8.7 The Customer may accept excess goods by notifying the Supplier of such acceptance and the price of the excess goods shall be payable by the Customer.
8.8 The Supplier shall repair or replace free of charge, goods damaged or lost in transit upon receiving notice to that effect from the Customer.
8.9 The Customer’s signature on any delivery note of the Supplier is evidence of the number of packages received only and not evidence of the correct quantity of goods received or that the goods are in a good condition or of the correct quality.
9. Supplier’s Obligations
9.1 The Supplier warrants, represents and undertakes that:
9.1.1 all services performed under this Agreement shall be performed with all due skill and care, in a good and workmanlike manner and otherwise in line with best practice within its industry (“Best Industry Practice”);
9.1.2 the Supplier Personnel will possess the qualifications, professional competence and experience to carry out such services in accordance with Best Industry Practice;
9.1.3 the services will not in any way infringe or violate any Intellectual Property Rights, trade secrets or rights in proprietary information, nor any contractual, employment or property rights, duties of non-disclosure or other rights of any third parties;
9.1.4 it has full capacity and authority to enter into this Agreement and that it has or will obtain prior to the commencement of the services, any necessary licences, consents and permits required of it for the performance of the services; and
9.1.5 it will perform its duties and obligations under this Agreement in compliance: a) all applicable laws, rules and regulations; and b) with the Mars Suppliers Code of Conduct and Handbook at: https://www.mars.com/about/policies-and-practices/supplier-code-of-conduct
9.2 The Supplier shall provide the Customer with such progress reports, evidence or other information concerning the services as may be requested by the Customer from time to time.

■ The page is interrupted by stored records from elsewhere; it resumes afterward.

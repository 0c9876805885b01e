//! Reactive Primitives
//!
//! This module is the observable collaborator of the component layer. It
//! offers exactly the two capabilities components rely on:
//!
//! - [`observable`]: wrap a plain mapping into a dependency-tracked [`Store`];
//! - [`observe`]: run a computation so that the reads it performs are
//!   tracked and it re-runs whenever one of them changes.
//!
//! # Concepts
//!
//! ## Signals
//!
//! A Signal is a container for mutable state. When a signal's value is read
//! within a tracking context, the signal registers that context as a
//! dependent. When the signal's value changes, all dependents re-run.
//!
//! ## Effects
//!
//! An Effect is a side-effecting computation that runs whenever its
//! dependencies change. Components use effects to reflect state onto
//! attributes and to redraw.
//!
//! # Implementation Notes
//!
//! Tracking uses a thread-local context stack. Propagation is synchronous
//! and push-based: a write re-runs its dependents before returning. There is
//! no batching, so several writes in a row produce several re-runs.

mod context;
mod effect;
mod runtime;
mod signal;
mod store;
mod subscriber;

pub use context::ReactiveContext;
pub use effect::Effect;
pub use runtime::{Reactive, ReactiveHandle, Runtime};
pub use signal::Signal;
pub use store::Store;
pub use subscriber::SubscriberId;

use indexmap::IndexMap;

use crate::value::Value;

/// Wrap a mapping into a tracked store.
pub fn observable(initial: IndexMap<String, Value>) -> Store {
    Store::from_map(initial)
}

/// Run `f` now and again whenever a value it read changes.
///
/// The returned effect keeps the computation alive; dispose or drop it to
/// stop re-runs.
pub fn observe<F>(f: F) -> Effect
where
    F: Fn() + Send + Sync + 'static,
{
    Effect::new(f)
}

/// Run `f` without attributing its reads to the surrounding computation.
pub fn untrack<R>(f: impl FnOnce() -> R) -> R {
    let _scope = ReactiveContext::untracked();
    f()
}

9.3 The Supplier shall be responsible for maintaining such insurance policies with an FCA registered insurance company in connection with the provision of the services as may be appropriate or as the Customer may require from time to time to cover the liabilities that may arise under or in connection with this Agreement, being at least the following: a) employer's liability insurance or similar insurance(s) in accordance with any laws which may be applicable to the Supplier’s employees, agents or sub-contractors engaged directly or indirectly in the performance of this Agreement in the amount of at least £10,000,000 for any one occurrence or the amount required by applicable law, whichever is higher; b) public liability insurance in the amount of at least £5,000,000 for any one occurrence; c) product liability insurance in the amount of at least £10,000,000 for any one occurrence; and d) professional liability insurance in the amount of at least £5,000,000 per claim with an annual aggregate of at least £5,000,000 inclusive of legal defence costs. Evidence of such insurances shall be provided to the Customer on request.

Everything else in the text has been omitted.